Not surprisingly, much of the internet landscape looks different in 2020. Here are a few of the digital hot spots today.

Cash Transfers
Nearly $240,000 worth of transactions occur on Venmo per minute. This has served as a catalyst for parent company PayPal, which evolved along successfully with fintech trends. PayPal’s stock now trades at near all-time highs.

E-Commerce
Even before COVID-19 resulted in shuttered storefronts and surging online orders, e-commerce was a booming industry. It’s now estimated that $1 million is now spent per minute online.

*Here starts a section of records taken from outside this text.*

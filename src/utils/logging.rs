use tracing_subscriber::EnvFilter;

/// Initialize tracing/logging for the application.
///
/// `RUST_LOG` wins when set; otherwise `default_level` is used.
pub fn init(default_level: &str) {
    let lvl = match default_level.to_lowercase().as_str() {
        "error" => "error",
        "warn" | "warning" => "warn",
        "debug" => "debug",
        "trace" => "trace",
        _ => "info",
    };

    let filter = EnvFilter::try_from_default_env().unwrap_or_else(|_| EnvFilter::new(lvl));

    // try_init so tests and libraries can call this multiple times without panicking
    let _ = tracing_subscriber::fmt()
        .with_env_filter(filter)
        .with_target(false)
        .try_init();
}
use super::load_config;
use super::settings::Settings;
use serial_test::serial;
use std::env;
use std::fs;
use tempfile::TempDir;

#[test]
fn test_default_settings() {
    let settings = Settings::default();
    assert_eq!(settings.server.host, "127.0.0.1");
    assert_eq!(settings.server.port, 8080);
    assert_eq!(settings.broker.heartbeat_interval_ms, 10_000);
    assert_eq!(settings.broker.heartbeat_timeout_ms, 30_000);
    assert_eq!(settings.broker.batch_size, 10);
    assert_eq!(settings.tracker.max_interactions, 1000);
    assert!(!settings.feed.enabled);
    assert!(settings.validate().is_ok());
}

#[test]
fn validate_rejects_timeout_not_above_interval() {
    let mut settings = Settings::default();
    settings.broker.heartbeat_timeout_ms = settings.broker.heartbeat_interval_ms;
    assert!(settings.validate().is_err());
}

#[test]
fn validate_rejects_zero_batch_size() {
    let mut settings = Settings::default();
    settings.broker.batch_size = 0;
    assert!(settings.validate().is_err());
}

#[test]
#[serial]
fn load_config_reads_environment_overrides() {
    temp_env::with_vars(
        [
            ("TICKCAST__BROKER__BATCH_SIZE", Some("25")),
            ("TICKCAST__SERVER__PORT", Some("9100")),
            ("TICKCAST__FEED__ENABLED", Some("true")),
        ],
        || {
            let cfg = load_config().expect("load_config failed");
            assert_eq!(cfg.broker.batch_size, 25);
            assert_eq!(cfg.server.port, 9100);
            assert!(cfg.feed.enabled);
            // untouched values keep their defaults
            assert_eq!(cfg.broker.heartbeat_timeout_ms, 30_000);
        },
    );
}

#[test]
#[serial]
fn load_config_from_file_overrides_defaults() {
    // Create a temporary directory and set it as current dir so load_config
    // will pick up config/default.toml from there.
    let tmp = TempDir::new().expect("create tempdir");
    let orig = env::current_dir().expect("current_dir");
    env::set_current_dir(tmp.path()).expect("set current dir");

    fs::create_dir_all("config").expect("create config dir");
    let toml = r#"
        [server]
        host = "0.0.0.0"
        port = 9000

        [broker]
        heartbeat_interval_ms = 1000
        heartbeat_timeout_ms = 3500

        [tracker]
        max_interactions = 50
    "#;
    fs::write("config/default.toml", toml).expect("write config file");

    let cfg = load_config();

    // restore cwd before asserting so a failure does not leak the tempdir cwd
    env::set_current_dir(orig).expect("restore cwd");

    let cfg = cfg.expect("load_config failed");
    assert_eq!(cfg.server.host, "0.0.0.0");
    assert_eq!(cfg.server.port, 9000);
    assert_eq!(cfg.broker.heartbeat_interval_ms, 1000);
    assert_eq!(cfg.broker.heartbeat_timeout_ms, 3500);
    assert_eq!(cfg.tracker.max_interactions, 50);
    assert_eq!(cfg.broker.batch_size, 10);
}

#[test]
#[serial]
fn load_config_rejects_invalid_file() {
    let tmp = TempDir::new().expect("create tempdir");
    let orig = env::current_dir().expect("current_dir");
    env::set_current_dir(tmp.path()).expect("set current dir");

    fs::create_dir_all("config").expect("create config dir");
    fs::write(
        "config/default.toml",
        "[broker]\nheartbeat_interval_ms = 5000\nheartbeat_timeout_ms = 4000\n",
    )
    .expect("write config file");

    let cfg = load_config();
    env::set_current_dir(orig).expect("restore cwd");

    assert!(cfg.is_err());
}
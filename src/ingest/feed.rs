//! Synthetic ticker feed
//!
//! Random-walks a fixed basket of tickers and pushes each step into the
//! ingest queue. Useful for demos and smoke tests; off by default.

use std::sync::{Arc, Mutex};
use std::time::Duration;

use rand::Rng;
use tokio::task::JoinHandle;
use tracing::{debug, warn};

use crate::broker::message::TickerUpdate;
use crate::ingest::queue::IngestQueue;
use crate::utils::Result;

pub const BASE_PRICES: [(&str, f64); 8] = [
    ("AAPL", 175.0),
    ("GOOGL", 2850.0),
    ("AMZN", 3200.0),
    ("MSFT", 420.0),
    ("TSLA", 240.0),
    ("NVDA", 875.0),
    ("META", 485.0),
    ("NFLX", 450.0),
];

/// Largest move per tick, as a fraction of the last price.
const MAX_MOVE: f64 = 0.02;

#[derive(Debug, Clone)]
pub struct TickerFeed {
    prices: Vec<(String, f64)>,
}

impl Default for TickerFeed {
    fn default() -> Self {
        Self::new()
    }
}

impl TickerFeed {
    pub fn new() -> Self {
        Self {
            prices: BASE_PRICES
                .iter()
                .map(|(ticker, price)| (ticker.to_string(), *price))
                .collect(),
        }
    }

    pub fn prices(&self) -> &[(String, f64)] {
        &self.prices
    }

    /// Moves every price by up to ±2% and returns the new values, rounded
    /// to cents.
    pub fn tick(&mut self, rng: &mut impl Rng) -> Vec<TickerUpdate> {
        self.prices
            .iter_mut()
            .map(|(ticker, price)| {
                let change = *price * rng.random_range(-MAX_MOVE..=MAX_MOVE);
                *price = ((*price + change) * 100.0).round() / 100.0;
                TickerUpdate {
                    ticker: ticker.clone(),
                    value: *price,
                }
            })
            .collect()
    }
}

pub type SharedFeed = Arc<Mutex<TickerFeed>>;

/// One tick of `feed`, enqueued. Returns how many values went in.
pub async fn generate(feed: &SharedFeed, queue: &IngestQueue) -> Result<usize> {
    let batch = {
        let mut feed = feed.lock().unwrap_or_else(|e| e.into_inner());
        feed.tick(&mut rand::rng())
    };
    queue.enqueue_batch(batch).await
}

/// Ticks `feed` every `interval` until the queue goes away.
pub fn spawn(feed: SharedFeed, queue: IngestQueue, interval: Duration) -> JoinHandle<()> {
    tokio::spawn(async move {
        let mut ticker = tokio::time::interval(interval);
        loop {
            ticker.tick().await;
            match generate(&feed, &queue).await {
                Ok(count) => debug!(count, "synthetic batch enqueued"),
                Err(e) => {
                    warn!("feed stopped: {e}");
                    break;
                }
            }
        }
    })
}
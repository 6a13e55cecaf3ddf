//! The `persistence` module provides durable, actor-local storage.
//!
//! Each actor gets its own `sled` tree through [`Persistence::store`], so
//! state survives restarts and can be wiped in one call when the actor goes
//! dormant.

pub mod sled_store;

pub use sled_store::{ActorStore, Persistence, key_sequence, timestamp_key};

Amazon ships an astounding 6,659 packages every minute to keep up with this demand.

Collaboration Tools
In a predominantly remote-working environment, tools like Zoom and Microsoft Teams host 208,333 and 52,083 users each minute respectively. Particularly in the pandemic era, it seems that this trend is here to stay.

Accelerated Turnover

The accelerated world we are in today means that many companies do not sustain a competitive advantage for as long. Social media companies have dwindled as observed above, and this is similarly reflected in the average lifespan of an S&P 500 company.

A typical company’s tenure on the S&P 500 is expected to shrink rapidly in the next few years:

  • 1964: 33 years
  • 2016: 24 years
  • 2027E: 12 years

Companies are shaving anywhere between 15-20 years off those highs, with estimates of further declines. This metric symbolizes the rapid evolution of the business landscape.

What Lies Ahead

It’s seemingly easy to forget mankind is still very early in the developments when it comes to the internet. But in this short period, its rise to prominence and the broad digitization of the world has left us with a very eventful timeline.

If the last decade serves as a reference point, one can expect further and intensifying competition among tech companies. After all, the reward—winning in today’s digital economy—reaps much greater value.

All signs point to internet activity advancing to further heights, if not because of 5G and its associated breakthroughs, then perhaps due to the steady rise in people gaining internet access.